Machine Relations defines citation architecture as the structural engineering that makes a brand's evidence retrievable, extractable, and absorbable by AI engines. This is distinct from content marketing or SEO because the optimization target is the retrieval pipeline itself, not the reader or the crawler.

The measured evidence supports this framing:

  • Selection is necessary but not sufficient. A page can appear in the source list without contributing to the answer. The arxiv framework found that citation count alone inadequately measures effectiveness — answer-level absorption requires separate evaluation.
  • Each engine needs a separate strategy. With only 2.7% domain overlap across all five engines, a single-engine approach leaves 97.3% of the citation surface unaddressed.
  • Authority signals are earned, not purchased. Entity richness, cross-source corroboration, and passage-level extractability are structural properties of how content is built — not attributes that can be applied after the fact.

FAQ #

How many sources do AI engines typically cite per answer? #

It varies by engine. Gemini cites an average of 11.0 sources per answer, while ChatGPT cites only 3.7. The range across all engines is 2 to 10+ sources, depending on query complexity.
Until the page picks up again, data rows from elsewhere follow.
//! ZPL Label Converter
//!
//! This crate turns a rendered shipping label page into a print job for
//! Zebra thermal printers speaking ZPL.
//!
//! Conversion runs in two independent stages:
//!
//! 1. Label recovery: a page that is already label sized is used as is. A
//!    letter page carrying a label print is searched for ink, cropped to the
//!    physical label size and turned upright.
//! 2. Raster encoding: the label is thresholded to 1 bit, packed into bytes
//!    and written as a `^GFA` graphic field inside a complete job.
//!
//! # Example
//!
//! ```rust,no_run
//! use zpl_label::{recover_label, Config, DetectionConfig, ImageFile, Job, Media, Rasterizer};
//!
//! let page = ImageFile::new("label.png").rasterize(203).unwrap();
//! let label = recover_label(page, &DetectionConfig::default()).unwrap();
//! let config = Config::new(Media::Label4x6).darkness(25);
//! let job = Job::new(config, label.image()).unwrap();
//! job.write_to(std::io::stdout()).unwrap();
//! ```

mod detect;
mod error;
mod label;
mod media;
mod page;
mod printer;
mod raster;

pub use crate::{
    detect::{
        detect_content, refine_by_column_density, resolve_mask, BinaryMask, BoundingBox,
        DetectionConfig, Resolution,
    },
    error::Error,
    label::{
        needs_rotation, recover_label, resolve_crop, LabelClass, LabelGeometry, Outcome,
        RecoveredLabel,
    },
    media::Media,
    page::{is_letter_like, ImageFile, PageBuffer, Rasterizer},
    printer::{Config, Job},
    raster::{bytes_per_row, decode_hex, MonochromeBitmap, RasterBlock},
};

/// Type alias for packed 1-bit raster data.
///
/// Each inner `Vec<u8>` represents a single row of pixels, with 8 pixels
/// packed into each byte, most significant bit first. The outer Vec
/// represents multiple rows.
pub type Matrix = Vec<Vec<u8>>;

/// Native resolution of 203 dpi Zebra desktop printers (GX420d and friends).
///
/// Label stock sizes are expressed in dots at this resolution, and pages
/// are rendered at it by default.
pub const PRINTER_DPI: u32 = 203;
//! 3.0.0 r3 -> 3.1.0 r1: custom event variables become local and pass by reference.
//!
//! Custom event definitions used to share the project's global variables by
//! slot number. From 3.1.0 their slots are local variables named `V<slot>`,
//! calls bind caller values to them as `{type: "variable"}` unions, and
//! engine field stores always name a target variable.

use gbsproj_domain::{
    is_local_variable_id, to_local_variable_id, CustomEvent, EventNode, Project, VariableTable,
};

use crate::use_cases::migration::rules::{RewriteContext, RewriteRules};
use crate::use_cases::migration::walker::{map_entity_scripts, walk_events, WalkOrder};

/// Prefixes local variable references in a single custom event script node
pub fn migrate_script_event(node: EventNode, rules: &RewriteRules) -> EventNode {
    rules.rewrite_variables(node)
}

/// Rewrites a single node for its scope: call expansion, field defaults and,
/// inside custom event scripts, local variable references
pub fn migrate_event(node: EventNode, rules: &RewriteRules, ctx: &RewriteContext<'_>) -> EventNode {
    rules.rewrite_event(node, ctx)
}

/// Rewrites every node of an event list, nested branches included.
///
/// Parent-first: a node is rewritten against its original children.
pub fn migrate_event_list(
    events: Vec<EventNode>,
    rules: &RewriteRules,
    ctx: &RewriteContext<'_>,
) -> Vec<EventNode> {
    walk_events(events, WalkOrder::ParentFirst, &mut |node| {
        migrate_event(node, rules, ctx)
    })
}

/// Migrates a custom event definition.
///
/// Variable slots are re-keyed `<slot>` -> `V<slot>` and marked pass by
/// reference; the actor table is left alone. `custom_events` is the
/// pre-migration table calls in the script resolve against.
pub fn migrate_custom_event(
    mut custom_event: CustomEvent,
    rules: &RewriteRules,
    custom_events: &[CustomEvent],
) -> CustomEvent {
    let original_variables = custom_event.variables.clone();

    if let Some(script) = custom_event.script.take() {
        let ctx = RewriteContext::new(custom_events).in_custom_event(original_variables.as_ref());
        custom_event.script = Some(migrate_event_list(script, rules, &ctx));
    }

    custom_event.variables = custom_event.variables.map(migrate_variable_table);
    custom_event
}

fn migrate_variable_table(variables: VariableTable) -> VariableTable {
    variables
        .into_iter()
        .map(|(slot, mut variable)| {
            if is_local_variable_id(&slot) {
                variable.pass_by_reference.get_or_insert(true);
            } else {
                variable.pass_by_reference = Some(true);
            }
            variable.id = to_local_variable_id(&variable.id);
            (to_local_variable_id(&slot), variable)
        })
        .collect()
}

/// Applies the 3.1.0 r1 rewrites to every scene entity script and custom event
pub fn migrate_300r3_to_310r1(mut project: Project, rules: &RewriteRules) -> Project {
    let custom_events = std::mem::take(&mut project.custom_events);

    let scene_ctx = RewriteContext::new(&custom_events);
    project.scenes = map_entity_scripts(std::mem::take(&mut project.scenes), |script| {
        migrate_event_list(script, rules, &scene_ctx)
    });

    project.custom_events = custom_events
        .iter()
        .cloned()
        .map(|event| migrate_custom_event(event, rules, &custom_events))
        .collect();

    project
}
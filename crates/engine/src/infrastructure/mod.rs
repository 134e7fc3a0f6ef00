//! Infrastructure implementations.
//!
//! Everything that touches the outside world: the command catalog file,
//! project files on disk and environment settings.

pub mod catalog;
pub mod project_file;
pub mod settings;
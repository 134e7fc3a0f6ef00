//! Schema migration stages, one per version transition

mod v300r3;
mod v310r1;

pub use v300r3::migrate_300r2_to_300r3;
pub use v310r1::{
    migrate_300r3_to_310r1, migrate_custom_event, migrate_event, migrate_event_list,
    migrate_script_event,
};

use gbsproj_domain::{Project, SchemaVersion};

use crate::use_cases::migration::rules::RewriteRules;

/// Oldest schema the engine can upgrade; assumed for documents without a marker
pub const OLDEST_SUPPORTED_VERSION: SchemaVersion = SchemaVersion::new(3, 0, 0, 2);

/// Schema the engine reads and writes
pub const CURRENT_VERSION: SchemaVersion = SchemaVersion::new(3, 1, 0, 1);

/// A single version-to-version transformation
#[derive(Clone, Copy)]
pub struct MigrationStage {
    /// Stable identifier, e.g. `"300r2-300r3"`
    pub id: &'static str,
    pub from: SchemaVersion,
    pub to: SchemaVersion,
    pub description: &'static str,
    pub apply: fn(Project, &RewriteRules) -> Project,
}

impl std::fmt::Debug for MigrationStage {
    fn fmt(&self, f: &mut std::fmt::Formatter<'_>) -> std::fmt::Result {
        f.debug_struct("MigrationStage")
            .field("id", &self.id)
            .field("from", &self.from)
            .field("to", &self.to)
            .finish_non_exhaustive()
    }
}

/// All stages, oldest first
pub fn all_stages() -> Vec<MigrationStage> {
    vec![
        MigrationStage {
            id: "300r2-300r3",
            from: SchemaVersion::new(3, 0, 0, 2),
            to: SchemaVersion::new(3, 0, 0, 3),
            description: "Generate symbols for scenes, actors, triggers and custom events",
            apply: |project, _| migrate_300r2_to_300r3(project),
        },
        MigrationStage {
            id: "300r3-310r1",
            from: SchemaVersion::new(3, 0, 0, 3),
            to: SchemaVersion::new(3, 1, 0, 1),
            description: "Make custom event variables local and expand custom event calls",
            apply: migrate_300r3_to_310r1,
        },
    ]
}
Minimally. Backlink counts correlate with AI citations at r² = 0.038 — essentially no predictive power. Entity richness (267% citation increase) and query-passage semantic alignment (7.3× more predictive than domain authority) matter far more.

Is there overlap between what different AI engines cite? #

Very little. Only 2.7% of cited domains appear across all five major engines (ChatGPT, Claude, Gemini, Perplexity, Google AI Mode). Nearly 70% of domains are cited by only one engine.

What is the difference between citation selection and citation absorption? #

Citation selection is when an engine retrieves a page and lists it as a source. Citation absorption is when the engine actually uses that page's language, evidence, or structure in the generated answer. A page can be selected without being absorbed — appearing in the source list while the answer draws its actual content from other sources.

Does content freshness affect AI citations? #

Yes, but unevenly across engines. ChatGPT citations are 25.7% fresher than Google's organic results on average. Perplexity shows the strongest freshness preference, citing recently updated content 38% more often than month-old equivalents.


Last updated: July 2, 2026. Analysis based on published research including SurfacedBy's 127,198-citation study (March–June 2026), the arxiv citation selection/absorption framework (602 controlled prompts, 21,143 citations), and Fahlout's AI citation research.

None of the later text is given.